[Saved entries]
>>>>
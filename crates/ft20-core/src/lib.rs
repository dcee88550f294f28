//! Core primitives for the FT-20 token stack.
//!
//! This crate exposes the building blocks the surrounding tooling relies on:
//!
//! * [`address`] — fixed-width account identifiers with a hex textual form
//!   and a derivation from Ed25519 public keys.
//! * [`ledger`] — the token ledger state machine: balances, allowances,
//!   supply accounting, and the event stream consumed by indexers.
//!
//! The modules are intentionally small and focused so that higher level
//! crates (CLI, deployment tooling, …) can be combined without bespoke
//! plumbing in each consumer.

pub mod address;
pub mod ledger;

mod error;

pub use address::Address;
pub use error::TokenError;
pub use ledger::{Amount, LedgerSnapshot, TokenEvent, TokenLedger};
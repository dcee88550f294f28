use std::fs;
use std::path::{Path, PathBuf};
use std::process;

use clap::{Parser, Subcommand};
use ed25519_dalek::SigningKey;
use ft20_core::{Address, Amount, TokenError, TokenEvent, TokenLedger};
use rand::rngs::OsRng;
use rand::RngCore;
use serde::Deserialize;
use zeroize::Zeroizing;

use crate::store::StoreError;

mod store;

/// Constructor arguments for `init`, read from a JSON config file.
#[derive(Deserialize)]
struct GenesisConfig {
    name: String,
    symbol: String,
    initial_supply: Amount,
    deployer: Address,
}

#[derive(Parser)]
#[command(
    name = "ft20",
    version,
    about = "FT-20 token ledger tooling: keys, genesis, transfers, snapshots"
)]
struct Cli {
    #[command(subcommand)]
    command: Command,
}

#[derive(Subcommand)]
enum Command {
    /// Generate an Ed25519 keypair and the derived ledger address.
    Keygen {
        #[arg(long, value_name = "DIR")]
        out_dir: PathBuf,
    },
    /// Construct a ledger from a genesis config and write the first snapshot.
    Init {
        #[arg(long, value_name = "FILE")]
        config: PathBuf,
        #[arg(long, value_name = "FILE")]
        state: PathBuf,
    },
    /// Print token metadata, supply, and owner.
    Info {
        #[arg(long, value_name = "FILE")]
        state: PathBuf,
    },
    /// Print the balance of one account.
    Balance {
        #[arg(long, value_name = "FILE")]
        state: PathBuf,
        account: Address,
    },
    /// Print the remaining allowance for (owner, spender).
    Allowance {
        #[arg(long, value_name = "FILE")]
        state: PathBuf,
        owner: Address,
        spender: Address,
    },
    /// Move tokens from the sender to a recipient.
    Transfer {
        #[arg(long, value_name = "FILE")]
        state: PathBuf,
        #[arg(long)]
        from: Address,
        #[arg(long)]
        to: Address,
        #[arg(long)]
        amount: Amount,
    },
    /// Set an absolute spender allowance.
    Approve {
        #[arg(long, value_name = "FILE")]
        state: PathBuf,
        #[arg(long)]
        owner: Address,
        #[arg(long)]
        spender: Address,
        #[arg(long)]
        amount: Amount,
    },
    /// Raise an existing allowance.
    IncreaseAllowance {
        #[arg(long, value_name = "FILE")]
        state: PathBuf,
        #[arg(long)]
        owner: Address,
        #[arg(long)]
        spender: Address,
        #[arg(long)]
        amount: Amount,
    },
    /// Lower an existing allowance.
    DecreaseAllowance {
        #[arg(long, value_name = "FILE")]
        state: PathBuf,
        #[arg(long)]
        owner: Address,
        #[arg(long)]
        spender: Address,
        #[arg(long)]
        amount: Amount,
    },
    /// Spend an allowance on behalf of the balance owner.
    TransferFrom {
        #[arg(long, value_name = "FILE")]
        state: PathBuf,
        #[arg(long)]
        spender: Address,
        #[arg(long)]
        from: Address,
        #[arg(long)]
        to: Address,
        #[arg(long)]
        amount: Amount,
    },
    /// Create new tokens (ledger owner only).
    Mint {
        #[arg(long, value_name = "FILE")]
        state: PathBuf,
        #[arg(long)]
        caller: Address,
        #[arg(long)]
        to: Address,
        #[arg(long)]
        amount: Amount,
    },
    /// Destroy tokens held by the caller.
    Burn {
        #[arg(long, value_name = "FILE")]
        state: PathBuf,
        #[arg(long)]
        caller: Address,
        #[arg(long)]
        amount: Amount,
    },
    /// Hand the ledger owner role to another account.
    TransferOwnership {
        #[arg(long, value_name = "FILE")]
        state: PathBuf,
        #[arg(long)]
        caller: Address,
        #[arg(long)]
        new_owner: Address,
    },
    /// Recheck the snapshot digest and the supply invariant.
    Verify {
        #[arg(long, value_name = "FILE")]
        state: PathBuf,
    },
}

#[derive(Debug, thiserror::Error)]
enum CliError {
    #[error("{0}")]
    Store(#[from] StoreError),
    #[error("{0}")]
    Ledger(#[from] TokenError),
    #[error("io error: {0}")]
    Io(#[from] std::io::Error),
    #[error("config parse error: {0}")]
    Config(#[from] serde_json::Error),
}

fn main() {
    let cli = Cli::parse();
    if let Err(err) = run(cli.command) {
        eprintln!("error: {err}");
        process::exit(2);
    }
}

fn run(command: Command) -> Result<(), CliError> {
    match command {
        Command::Keygen { out_dir } => keygen(&out_dir),
        Command::Init { config, state } => init(&config, &state),
        Command::Info { state } => {
            let ledger = store::load(&state)?;
            println!("name:         {}", ledger.name());
            println!("symbol:       {}", ledger.symbol());
            println!("decimals:     {}", ledger.decimals());
            println!("total supply: {}", ledger.total_supply());
            println!("owner:        {}", ledger.owner());
            Ok(())
        }
        Command::Balance { state, account } => {
            let ledger = store::load(&state)?;
            println!("{}", ledger.balance_of(&account));
            Ok(())
        }
        Command::Allowance {
            state,
            owner,
            spender,
        } => {
            let ledger = store::load(&state)?;
            println!("{}", ledger.allowance(&owner, &spender));
            Ok(())
        }
        Command::Transfer {
            state,
            from,
            to,
            amount,
        } => {
            apply(&state, |ledger| ledger.transfer(from, to, amount))?;
            println!(
                "transfer applied → {} ({} {} → {})",
                state.display(),
                amount,
                from,
                to
            );
            Ok(())
        }
        Command::Approve {
            state,
            owner,
            spender,
            amount,
        } => {
            apply(&state, |ledger| ledger.approve(owner, spender, amount))?;
            println!(
                "allowance set → {} ({} for {})",
                state.display(),
                amount,
                spender
            );
            Ok(())
        }
        Command::IncreaseAllowance {
            state,
            owner,
            spender,
            amount,
        } => {
            apply(&state, |ledger| {
                ledger.increase_allowance(owner, spender, amount)
            })?;
            println!(
                "allowance raised → {} (+{} for {})",
                state.display(),
                amount,
                spender
            );
            Ok(())
        }
        Command::DecreaseAllowance {
            state,
            owner,
            spender,
            amount,
        } => {
            apply(&state, |ledger| {
                ledger.decrease_allowance(owner, spender, amount)
            })?;
            println!(
                "allowance lowered → {} (-{} for {})",
                state.display(),
                amount,
                spender
            );
            Ok(())
        }
        Command::TransferFrom {
            state,
            spender,
            from,
            to,
            amount,
        } => {
            apply(&state, |ledger| {
                ledger.transfer_from(spender, from, to, amount)
            })?;
            println!(
                "transfer-from applied → {} ({} {} → {} via {})",
                state.display(),
                amount,
                from,
                to,
                spender
            );
            Ok(())
        }
        Command::Mint {
            state,
            caller,
            to,
            amount,
        } => {
            apply(&state, |ledger| ledger.mint(caller, to, amount))?;
            println!("minted → {} ({} to {})", state.display(), amount, to);
            Ok(())
        }
        Command::Burn {
            state,
            caller,
            amount,
        } => {
            apply(&state, |ledger| ledger.burn(caller, amount))?;
            println!("burned → {} ({} from {})", state.display(), amount, caller);
            Ok(())
        }
        Command::TransferOwnership {
            state,
            caller,
            new_owner,
        } => {
            apply(&state, |ledger| ledger.transfer_ownership(caller, new_owner))?;
            println!(
                "ownership transferred → {} (now {})",
                state.display(),
                new_owner
            );
            Ok(())
        }
        Command::Verify { state } => {
            // load already rechecks the digest and the supply invariant
            let ledger = store::load(&state)?;
            println!(
                "verify: OK (digest & supply invariant match, supply {})",
                ledger.total_supply()
            );
            Ok(())
        }
    }
}

fn keygen(out_dir: &Path) -> Result<(), CliError> {
    fs::create_dir_all(out_dir)?;
    let mut secret = Zeroizing::new([0u8; 32]);
    OsRng.fill_bytes(&mut *secret);
    let signing_key = SigningKey::from_bytes(&secret);
    let public_key = signing_key.verifying_key();
    let address = Address::from_public_key(public_key.as_bytes());

    fs::write(out_dir.join("sk.hex"), hex::encode(&*secret))?;
    fs::write(out_dir.join("pk.hex"), hex::encode(public_key.as_bytes()))?;
    fs::write(out_dir.join("address.hex"), address.to_string())?;
    println!(
        "keypair written → {} (address {})",
        out_dir.display(),
        address
    );
    Ok(())
}

fn init(config_path: &Path, state_path: &Path) -> Result<(), CliError> {
    let bytes = fs::read(config_path)?;
    let genesis: GenesisConfig = serde_json::from_slice(&bytes)?;
    let mut ledger = TokenLedger::new(
        genesis.name,
        genesis.symbol,
        genesis.initial_supply,
        genesis.deployer,
    );
    let events = ledger.drain_events();
    store::save(state_path, &ledger)?;
    store::append_events(state_path, &events)?;
    println!(
        "ledger initialized → {} ({} {} minted to {})",
        state_path.display(),
        ledger.total_supply(),
        ledger.symbol(),
        genesis.deployer
    );
    Ok(())
}

/// Load, apply one operation, persist, journal. A failed operation writes
/// nothing.
fn apply<F>(state_path: &Path, op: F) -> Result<Vec<TokenEvent>, CliError>
where
    F: FnOnce(&mut TokenLedger) -> Result<(), TokenError>,
{
    let mut ledger = store::load(state_path)?;
    op(&mut ledger)?;
    let events = ledger.drain_events();
    store::save(state_path, &ledger)?;
    store::append_events(state_path, &events)?;
    Ok(events)
}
<<<<
▶ _Instructions to follow_:
Each line from the top of the data, up to and including the line that contains "JSON config file.", should be set down exactly.

▶ _Expected output_:
filename crates/ft20-core/src/lib.rs
repository dcee88550f294f28
//! Core primitives for the FT-20 token stack.
//!
//! This crate exposes the building blocks the surrounding tooling relies on:
//!
//! * [`address`] — fixed-width account identifiers with a hex textual form
//!   and a derivation from Ed25519 public keys.
//! * [`ledger`] — the token ledger state machine: balances, allowances,
//!   supply accounting, and the event stream consumed by indexers.
//!
//! The modules are intentionally small and focused so that higher level
//! crates (CLI, deployment tooling, …) can be combined without bespoke
//! plumbing in each consumer.

pub mod address;
pub mod ledger;

mod error;

pub use address::Address;
pub use error::TokenError;
pub use ledger::{Amount, LedgerSnapshot, TokenEvent, TokenLedger};
repository dcee88550f294f28
use std::fs;
use std::path::{Path, PathBuf};
use std::process;

use clap::{Parser, Subcommand};
use ed25519_dalek::SigningKey;
use ft20_core::{Address, Amount, TokenError, TokenEvent, TokenLedger};
use rand::rngs::OsRng;
use rand::RngCore;
use serde::Deserialize;
use zeroize::Zeroizing;

use crate::store::StoreError;

mod store;

/// Constructor arguments for `init`, read from a JSON config file.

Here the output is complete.